WHAT IS NEEDED :: Pick every line out of the entries below that has the string "address", and copy it.

GIVEN DATA ::
————
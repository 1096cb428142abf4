use academy_core::error::CoreError;
use academy_pipeline::{PipelineError, StoreError};
use axum::http::StatusCode;
use axum::response::{IntoResponse, Response};
use serde_json::json;

/// Application-level error type for HTTP handlers.
///
/// Wraps [`CoreError`] for domain errors and [`PipelineError`] for the
/// progress pipeline, and adds HTTP-specific variants. Renders as
/// `{ "error": ..., "code": ... }`.
#[derive(Debug, thiserror::Error)]
pub enum AppError {
    /// A domain-level error from `academy_core`.
    #[error(transparent)]
    Core(#[from] CoreError),

    /// A database error from sqlx.
    #[error("Database error: {0}")]
    Database(#[from] sqlx::Error),

    /// A failure inside the progress pipeline.
    #[error(transparent)]
    Pipeline(#[from] PipelineError),

    /// A bad request with a human-readable message.
    #[error("Bad request: {0}")]
    BadRequest(String),
}

/// Convenience type alias for handler return values.
pub type AppResult<T> = Result<T, AppError>;

impl IntoResponse for AppError {
    fn into_response(self) -> Response {
        let (status, code, message) = match &self {
            AppError::Core(core) => classify_core_error(core),
            AppError::Database(err) => classify_sqlx_error(err),
            AppError::Pipeline(PipelineError::Core(core)) => classify_core_error(core),
            AppError::Pipeline(PipelineError::Store(err)) => classify_store_error(err),
            AppError::BadRequest(msg) => (StatusCode::BAD_REQUEST, "BAD_REQUEST", msg.clone()),
        };

        let body = json!({
            "error": message,
            "code": code,
        });

        (status, axum::Json(body)).into_response()
    }
}

fn internal() -> (StatusCode, &'static str, String) {
    (
        StatusCode::INTERNAL_SERVER_ERROR,
        "INTERNAL_ERROR",
        "An internal error occurred".to_string(),
    )
}

fn classify_core_error(err: &CoreError) -> (StatusCode, &'static str, String) {
    match err {
        CoreError::NotFound { entity, id } => (
            StatusCode::NOT_FOUND,
            "NOT_FOUND",
            format!("{entity} with id {id} not found"),
        ),
        CoreError::Validation(msg) => (StatusCode::BAD_REQUEST, "VALIDATION_ERROR", msg.clone()),
        CoreError::Precondition(msg) => (
            StatusCode::PRECONDITION_FAILED,
            "PRECONDITION_FAILED",
            msg.clone(),
        ),
        CoreError::Unauthorized(msg) => (StatusCode::UNAUTHORIZED, "UNAUTHORIZED", msg.clone()),
    }
}

/// Unreachable stores map to 503; everything else follows the sqlx rules.
fn classify_store_error(err: &StoreError) -> (StatusCode, &'static str, String) {
    if err.is_transient() {
        tracing::error!(error = %err, "Store unreachable");
        return (
            StatusCode::SERVICE_UNAVAILABLE,
            "SERVICE_UNAVAILABLE",
            "Storage is temporarily unavailable".to_string(),
        );
    }
    let StoreError::Database(db) = err;
    classify_sqlx_error(db)
}

/// Classify a sqlx error into an HTTP status, error code, and message.
///
/// - `RowNotFound` maps to 404.
/// - Unique constraint violations (constraint name starting with `uq_`) map to 409.
/// - Everything else maps to 500 with a sanitized message.
fn classify_sqlx_error(err: &sqlx::Error) -> (StatusCode, &'static str, String) {
    match err {
        sqlx::Error::RowNotFound => (
            StatusCode::NOT_FOUND,
            "NOT_FOUND",
            "Resource not found".to_string(),
        ),
        sqlx::Error::Database(db_err) => {
            // PostgreSQL unique constraint violation: error code 23505
            if db_err.code().as_deref() == Some("23505") {
                let constraint = db_err.constraint().unwrap_or("unknown");
                if constraint.starts_with("uq_") {
                    return (
                        StatusCode::CONFLICT,
                        "CONFLICT",
                        format!("Duplicate value violates unique constraint: {constraint}"),
                    );
                }
            }
            tracing::error!(error = %db_err, "Database error");
            internal()
        }
        other => {
            tracing::error!(error = %other, "Database error");
            internal()
        }
    }
}

#[cfg(test)]
mod tests {
    use super::*;

    fn status_of(err: AppError) -> StatusCode {
        err.into_response().status()
    }

    #[test]
    fn precondition_maps_to_412() {
        let err = AppError::Pipeline(PipelineError::Core(CoreError::Precondition(
            "User is not enrolled in course 1".into(),
        )));
        assert_eq!(status_of(err), StatusCode::PRECONDITION_FAILED);
    }

    #[test]
    fn failing_quiz_maps_to_400() {
        let err = AppError::Pipeline(PipelineError::Core(CoreError::Validation(
            "Quiz score below 70%: scored 55%".into(),
        )));
        assert_eq!(status_of(err), StatusCode::BAD_REQUEST);
    }

    #[test]
    fn missing_token_maps_to_401() {
        let err = AppError::Core(CoreError::Unauthorized("Missing Authorization header".into()));
        assert_eq!(status_of(err), StatusCode::UNAUTHORIZED);
    }

    #[test]
    fn unreachable_store_maps_to_503() {
        let err = AppError::Pipeline(PipelineError::Store(StoreError::Database(
            sqlx::Error::PoolTimedOut,
        )));
        assert_eq!(status_of(err), StatusCode::SERVICE_UNAVAILABLE);
    }

    #[test]
    fn missing_row_maps_to_404() {
        assert_eq!(
            status_of(AppError::Database(sqlx::Error::RowNotFound)),
            StatusCode::NOT_FOUND
        );
    }
}
use std::net::{IpAddr, SocketAddr};
use std::str::FromStr;

use crate::auth::jwt::JwtConfig;

/// HTTP-side settings for the progress API. Pipeline tuning (`PROGRESS_*`)
/// lives in `academy_pipeline::PipelineConfig::from_env`.
#[derive(Debug, Clone)]
pub struct ServerConfig {
    pub host: String,
    pub port: u16,
    /// Learner frontends allowed to call the API from a browser.
    pub cors_origins: Vec<String>,
    /// Upper bound on a whole request, completion pipeline included.
    pub request_timeout_secs: u64,
    pub jwt: JwtConfig,
}

const DEFAULT_HOST: &str = "0.0.0.0";
const DEFAULT_PORT: u16 = 3000;
const DEFAULT_CORS_ORIGINS: &str = "http://localhost:5173";
const DEFAULT_REQUEST_TIMEOUT_SECS: u64 = 30;

impl ServerConfig {
    /// Read `HOST`, `PORT`, `CORS_ORIGINS` (comma separated) and
    /// `REQUEST_TIMEOUT_SECS`, plus the JWT settings.
    ///
    /// # Panics
    ///
    /// Panics on a value that does not parse, so a bad deployment fails at
    /// startup.
    pub fn from_env() -> Self {
        let cors_origins = std::env::var("CORS_ORIGINS")
            .unwrap_or_else(|_| DEFAULT_CORS_ORIGINS.into());

        Self {
            host: std::env::var("HOST").unwrap_or_else(|_| DEFAULT_HOST.into()),
            port: env_or("PORT", DEFAULT_PORT),
            cors_origins: split_origins(&cors_origins),
            request_timeout_secs: env_or("REQUEST_TIMEOUT_SECS", DEFAULT_REQUEST_TIMEOUT_SECS),
            jwt: JwtConfig::from_env(),
        }
    }

    /// Socket address to bind.
    ///
    /// # Panics
    ///
    /// Panics if `host` is not an IP address.
    pub fn bind_addr(&self) -> SocketAddr {
        let ip: IpAddr = self
            .host
            .parse()
            .unwrap_or_else(|e| panic!("HOST must be an IP address, got '{}': {e}", self.host));
        SocketAddr::new(ip, self.port)
    }
}

fn env_or<T>(key: &str, default: T) -> T
where
    T: FromStr,
    T::Err: std::fmt::Display,
{
    match std::env::var(key) {
        Ok(raw) => raw
            .parse()
            .unwrap_or_else(|e| panic!("{key} has an invalid value '{raw}': {e}")),
        Err(_) => default,
    }
}

fn split_origins(raw: &str) -> Vec<String> {
    raw.split(',')
        .map(str::trim)
        .filter(|s| !s.is_empty())
        .map(str::to_string)
        .collect()
}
————
ANSWER TO THE EXERCISE ::
    /// Socket address to bind.
    /// Panics if `host` is not an IP address.
            .unwrap_or_else(|e| panic!("HOST must be an IP address, got '{}': {e}", self.host));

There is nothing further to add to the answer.